▶ Action item:
Copy exactly the lines of the material below, starting with the first and including the line that holds "let text = match".

▶ Supplied entries:
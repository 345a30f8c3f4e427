//! # Preset Dump
//!
//! 过渡预设导出工具 - 构建内置预设注册表并导出为 JSON，
//! 供宿主渲染层 / 编辑器工具消费或排查。
//!
//! ## 用法
//!
//! ```bash
//! # 在项目根目录使用 cargo 运行
//! cargo run -p preset-dump                        # 全量导出到 stdout
//! cargo run -p preset-dump -- --output presets.json
//! cargo run -p preset-dump -- --compact
//! cargo run -p preset-dump -- list
//! cargo run -p preset-dump -- show moveinright
//! ```

use std::fs;
use std::path::PathBuf;
use std::process::ExitCode;

use clap::{Parser, Subcommand};
use vn_transitions::PresetRegistry;

#[derive(Parser)]
#[command(name = "preset-dump")]
#[command(about = "过渡预设导出工具 - 将内置预设注册表导出为 JSON")]
#[command(version)]
struct Cli {
    #[command(subcommand)]
    command: Option<Commands>,

    /// 输出文件（默认：stdout）
    #[arg(short, long, global = true)]
    output: Option<PathBuf>,

    /// 紧凑输出（默认带缩进）
    #[arg(long, global = true)]
    compact: bool,
}

#[derive(Subcommand)]
enum Commands {
    /// 列出全部预设名称
    List,

    /// 显示单个预设
    Show {
        /// 预设名称，如 `dissolve`、`moveinright`
        name: String,
    },
}

fn main() -> ExitCode {
    if let Err(e) = real_main() {
        eprintln!("preset-dump error: {e:#}");
        return ExitCode::from(1);
    }
    ExitCode::from(0)
}

fn real_main() -> anyhow::Result<()> {
    tracing_subscriber::fmt().with_target(false).init();

    let cli = Cli::parse();
    let registry = PresetRegistry::with_defaults()?;

    let text = match &cli.command {
        None => to_json(&registry.sorted_entries(), cli.compact)?,
        Some(Commands::List) => registry.names().join("\n"),
        Some(Commands::Show { name }) => {
            let descriptor = registry
                .get(name)
                .ok_or_else(|| anyhow::anyhow!("未知预设 '{name}'"))?;
            to_json(descriptor, cli.compact)?
        }
    };

    match &cli.output {
        Some(path) => fs::write(path, text + "\n")?,
        None => println!("{text}"),
    }
    Ok(())
}

fn to_json<T: serde::Serialize>(value: &T, compact: bool) -> anyhow::Result<String> {
    let text = if compact {
        serde_json::to_string(value)?
    } else {
        serde_json::to_string_pretty(value)?
    };
    Ok(text)
}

▶ Your solution:
repository 345a30f8c3f4e427
//! # Preset Dump
//!
//! 过渡预设导出工具 - 构建内置预设注册表并导出为 JSON，
//! 供宿主渲染层 / 编辑器工具消费或排查。
//!
//! ## 用法
//!
//! ```bash
//! # 在项目根目录使用 cargo 运行
//! cargo run -p preset-dump                        # 全量导出到 stdout
//! cargo run -p preset-dump -- --output presets.json
//! cargo run -p preset-dump -- --compact
//! cargo run -p preset-dump -- list
//! cargo run -p preset-dump -- show moveinright
//! ```

use std::fs;
use std::path::PathBuf;
use std::process::ExitCode;

use clap::{Parser, Subcommand};
use vn_transitions::PresetRegistry;

#[derive(Parser)]
#[command(name = "preset-dump")]
#[command(about = "过渡预设导出工具 - 将内置预设注册表导出为 JSON")]
#[command(version)]
struct Cli {
    #[command(subcommand)]
    command: Option<Commands>,

    /// 输出文件（默认：stdout）
    #[arg(short, long, global = true)]
    output: Option<PathBuf>,

    /// 紧凑输出（默认带缩进）
    #[arg(long, global = true)]
    compact: bool,
}

#[derive(Subcommand)]
enum Commands {
    /// 列出全部预设名称
    List,

    /// 显示单个预设
    Show {
        /// 预设名称，如 `dissolve`、`moveinright`
        name: String,
    },
}

fn main() -> ExitCode {
    if let Err(e) = real_main() {
        eprintln!("preset-dump error: {e:#}");
        return ExitCode::from(1);
    }
    ExitCode::from(0)
}

fn real_main() -> anyhow::Result<()> {
    tracing_subscriber::fmt().with_target(false).init();

    let cli = Cli::parse();
    let registry = PresetRegistry::with_defaults()?;

    let text = match &cli.command {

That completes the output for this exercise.